In addition to collecting biological samples for genetic data, researchers used a battery of scoring instruments on 500 families affected by ASD, including interviews, questionnaires, and direct clinical assessments. In the ontology, published in a 2013 paper, McCray’s team developed various concept categories for different types of data. For example, the ontology’s category of self-injurious behavior associates the frequency of head banging measured in one instrument with the frequency children hit themselves against an object, which was measured in another instrument.
According to McCray, use of the ontology, which is publicly available, will enable phenotypic data to be correlated with genome-wide association studies, in the hopes of finding genetic links for this highly heritable condition. Discovery of genotypes related to autism could lead to earlier diagnoses, enabling early interventions, which often have marked results.
Citation: McCray AT, Trevvett P, Frost HR. 2014. Modeling the autism spectrum disorder phenotype. Neuroinformatics. 12(2):291-305.
“There is more metabolism going on in your microbiome than in any other organ of your body, so it really functions as another organ,” White said, opening his presentation. However, research may be hampered by databases that do not conform to a larger ontology or control vocabulary, or that omit metadata, such as whether a sample was collected from an individual who was healthy or ill. These shortcomings limit the usefulness of data queries by scientists, who might otherwise find information to further their research.
“Data integration is achieved by creating controlled vocabularies and ontologies,” White said, referring to the importance of using key words people agree on, which he praised as a process of high scholarship.
White underscored the growing importance of data coordination centers, or curators, who regularize the data so it can be integrated.

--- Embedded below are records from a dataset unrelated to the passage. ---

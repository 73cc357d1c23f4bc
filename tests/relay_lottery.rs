//! Scenario 3 (spec §8): weighted relay draw frequencies match the
//! configured reputation weights within chi-squared p>0.01 over 10,000
//! draws.

#![cfg(feature = "vrf")]

use std::net::SocketAddr;

use fogmix::lottery::{LotteryEntry, RelayLottery};

fn entries() -> Vec<LotteryEntry> {
    vec![
        LotteryEntry {
            address: "127.0.0.1:9001".parse().unwrap(),
            reputation_score: 200.0,
            age_days: 30,
        },
        LotteryEntry {
            address: "127.0.0.1:9002".parse().unwrap(),
            reputation_score: 100.0,
            age_days: 30,
        },
        LotteryEntry {
            address: "127.0.0.1:9003".parse().unwrap(),
            reputation_score: 100.0,
            age_days: 30,
        },
    ]
}

#[test]
fn weighted_draw_frequencies_match_expected_distribution() {
    let lottery = RelayLottery::new(0.0);
    let candidates = entries();
    let addresses: Vec<SocketAddr> = candidates.iter().map(|c| c.address).collect();

    let draws = 10_000u64;
    let mut counts = [0u64; 3];
    for circuit_id in 0..draws {
        let (selected, _) = lottery.draw(&candidates, circuit_id, 0).unwrap();
        let idx = addresses.iter().position(|a| *a == selected).unwrap();
        counts[idx] += 1;
    }

    // Weights 200:100:100 normalize to 0.5:0.25:0.25.
    let expected = [draws as f64 * 0.5, draws as f64 * 0.25, draws as f64 * 0.25];
    let chi_squared: f64 = counts
        .iter()
        .zip(expected.iter())
        .map(|(&observed, &expected)| (observed as f64 - expected).powi(2) / expected)
        .sum();

    // Critical value for df=2 (3 categories) at p=0.01 is 9.21.
    assert!(
        chi_squared < 9.21,
        "chi-squared {chi_squared} exceeds the p>0.01 critical value; counts={counts:?}"
    );
}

This will also allow scientists to compare studies that use different data sources.
Haendel — Using model systems to compare undiagnosed diseases
According to Haendel, numerous databases include disease and phenotype information, but it is difficult to make connections across the sources. Clinical data and the results of studies on model organisms, such as fish and mice, are available, but, as McCray noted with autism studies, phenotypic data are described in different terms across the sources.
“Constipation, in humans, is described as decreased gut peristalsis in zebrafish,” Haendel noted. “Standardizing phenotypes is the final frontier and will enable us to compare phenotypic features of different species, so we can understand the underlying genotypes and environmental causes that give rise to them,” she said.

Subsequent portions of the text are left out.